Pfizer referred requests for comment to Boehringer Ingelheim. The second company did not make officials available for comment on Tuesday. Boehringer Ingelheim manufactures Mirapex. It contracted with Pfizer to market the drug.

A Toronto law firm launched a class action in Canada last month with Schick as the lead plaintiff. Schick stopped taking Mirapex in January when he learned about the possible connection between his gambling and the medication.

The U.S. lawsuit is a multiplaintiff lawsuit filed in federal district court in California.

The lawsuits seek compensation for the plaintiffs' losses and punitive damages. They also want the drug companies to warn doctors and patients about the possibility of "the significant and substantial side effects" of compulsive behavior that may accompany the use of Mirapex.

Until this year, the drug companies didn't warn patients that compulsive behaviors were possible side effects of Mirapex.

Boehringer Ingelheim now lists "compulsive behaviors (including sexual and pathological gambling)" as a possible side effect associated with taking Mirapex.

So far, one attorney, he has heard from two Michigan residents who complained that Mirapex caused them to develop compulsive behaviors. But whether a judge will allow the Michigan residents to be included in the case is unknown.

Michigan is the only state that bars its residents from filing product liability lawsuits against drug companies once the Food and Drug Administration approves the products, said, a personal injury lawyer in Lansing, Mich. So it's unclear whether judges elsewhere will allow Michigan residents to participate in a national class action.

In February, a New York federal judge dismissed 187 Michigan residents from a class action against the maker of the diabetes drug Rezulin because of the state law. Rezulin, made by Warner-Lambert, was pulled off the market in 2000 after it was linked to nearly 400 deaths and thousands of cases of liver failure.

But recently a New Jersey state judge ruled that Michigan residents could pursue legal actions there against the makers of Vioxx but on an individual basis.

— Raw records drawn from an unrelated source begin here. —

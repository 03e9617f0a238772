//! Schema adapter for externally-owned tables
//!
//! The posts, comments and profiles tables are owned by the hosted backend
//! and their column names drift between deployments (`content` vs `body` vs
//! `text`, ...). Column detection runs against one representative row and
//! produces a column map; mapping a row through it never fails: absent
//! columns become empty text, `None` media, unknown timestamps.
//!
//! Nothing outside this module looks at raw column names of these tables.

mod columns;
pub mod fixed;

pub use columns::{parse_timestamp, CommentColumns, PostColumns, ProfileColumns};

use crate::ports::Row;
use parking_lot::RwLock;

/// First candidate present as a key of `sample`
pub fn detect_column(sample: Option<&Row>, candidates: &[&str]) -> Option<String> {
    let sample = sample?;
    candidates
        .iter()
        .find(|candidate| sample.contains_key(**candidate))
        .map(|c| (*c).to_string())
}

/// Per-session cache of detected column maps
///
/// Full reloads re-detect and overwrite; realtime rows use the cached map
/// and fall back to detecting on the row itself.
#[derive(Debug, Default)]
pub struct SchemaCache {
    posts: RwLock<Option<PostColumns>>,
    comments: RwLock<Option<CommentColumns>>,
    profiles: RwLock<Option<ProfileColumns>>,
}

impl SchemaCache {
    pub fn new() -> Self {
        Self::default()
    }

    pub fn posts(&self) -> Option<PostColumns> {
        self.posts.read().clone()
    }

    pub fn comments(&self) -> Option<CommentColumns> {
        self.comments.read().clone()
    }

    pub fn profiles(&self) -> Option<ProfileColumns> {
        self.profiles.read().clone()
    }

    /// Detect from `sample` and remember the result; an empty sample keeps
    /// whatever was detected before.
    pub fn detect_posts(&self, sample: Option<&Row>) -> PostColumns {
        if sample.is_none() {
            return self.posts().unwrap_or_default();
        }
        let columns = PostColumns::detect(sample);
        *self.posts.write() = Some(columns.clone());
        columns
    }

    pub fn detect_comments(&self, sample: Option<&Row>) -> CommentColumns {
        if sample.is_none() {
            return self.comments().unwrap_or_default();
        }
        let columns = CommentColumns::detect(sample);
        *self.comments.write() = Some(columns.clone());
        columns
    }

    pub fn detect_profiles(&self, sample: Option<&Row>) -> ProfileColumns {
        if sample.is_none() {
            return self.profiles().unwrap_or_default();
        }
        let columns = ProfileColumns::detect(sample);
        *self.profiles.write() = Some(columns.clone());
        columns
    }

    /// Column map for a pushed comment row
    pub fn comments_for(&self, row: &Row) -> CommentColumns {
        match self.comments() {
            Some(cached) if cached.fits(row) => cached,
            _ => CommentColumns::detect(Some(row)),
        }
    }

    /// Forget everything (sign-out, deployment switch)
    pub fn clear(&self) {
        *self.posts.write() = None;
        *self.comments.write() = None;
        *self.profiles.write() = None;
    }
}
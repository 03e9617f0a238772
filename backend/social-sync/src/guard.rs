use crate::error::{SyncError, SyncResult};
use futures::FutureExt;
use std::any::Any;
use std::future::Future;
use std::panic::AssertUnwindSafe;
use tracing::error;

fn panic_message(payload: &(dyn Any + Send)) -> String {
    if let Some(s) = payload.downcast_ref::<&str>() {
        (*s).to_string()
    } else if let Some(s) = payload.downcast_ref::<String>() {
        s.clone()
    } else {
        "unexpected failure".to_string()
    }
}

/// Run `future`, turning a panic into [`SyncError::Internal`]
///
/// Used at the top of long-running loops so one bad event degrades to an
/// error value instead of taking the session down.
pub async fn run_guarded<F, T>(future: F) -> SyncResult<T>
where
    F: Future<Output = SyncResult<T>>,
{
    match AssertUnwindSafe(future).catch_unwind().await {
        Ok(result) => result,
        Err(payload) => {
            let message = panic_message(payload.as_ref());
            error!(error = %message, "Task panicked");
            Err(SyncError::Internal(message))
        }
    }
}

#[cfg(test)]
mod tests {
    use super::*;

    #[tokio::test]
    async fn test_panic_becomes_internal_error() {
        let rows: Vec<u8> = Vec::new();
        let result: SyncResult<()> = run_guarded(async {
            if rows.is_empty() {
                panic!("bad row");
            }
            Ok(())
        })
        .await;
        assert_eq!(result, Err(SyncError::Internal("bad row".to_string())));
    }

    #[test]
    fn test_errors_pass_through() {
        let result: SyncResult<u8> =
            tokio_test::block_on(run_guarded(async { Err(SyncError::validation("nope")) }));
        assert_eq!(tokio_test::assert_err!(result), SyncError::validation("nope"));

        let value = tokio_test::block_on(run_guarded(async { Ok(7) }));
        assert_eq!(tokio_test::assert_ok!(value), 7);
    }
}
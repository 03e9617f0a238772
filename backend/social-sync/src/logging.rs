use tracing_subscriber::{fmt, EnvFilter};

/// Install the fmt subscriber; `RUST_LOG` overrides the default filter.
/// Later calls are no-ops.
pub fn init_tracing() {
    let env_filter = EnvFilter::try_from_default_env()
        .unwrap_or_else(|_| EnvFilter::new("info,social_sync=debug,idempotent_consumer=info"));

    let _ = fmt()
        .with_env_filter(env_filter)
        .with_target(false)
        .try_init();
}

Merck & Co., based in Whitehouse Station, N.J., pulled Vioxx off the market in 2004 after its own studies indicated it might have caused heart attacks or cardiac deaths in up to 139,000 Americans.

A 2003 report in the journal Neurology detailed the work of scientists at the Muhammad Ali Parkinson Research Center in Arizona. They surveyed 1,800 Parkinson's patients over one year and found that of the 529 patients in the study who took Mirapex, eight developed gambling addictions.

Scientists believe Parkinson's disease is caused by a lack of the chemical dopamine in the brain. Dopamine is necessary for smooth, controlled movements of muscles and is produced by cells in the brain normally.

Mirapex, one of a class of drugs known as dopamine agonists, works by mimicking the action of dopamine in the brain to help control the movement of muscles.

Dopamine also affects brain processes that control emotional responses and a person's ability to experience pleasure and pain, and it is thought to play a role in addiction.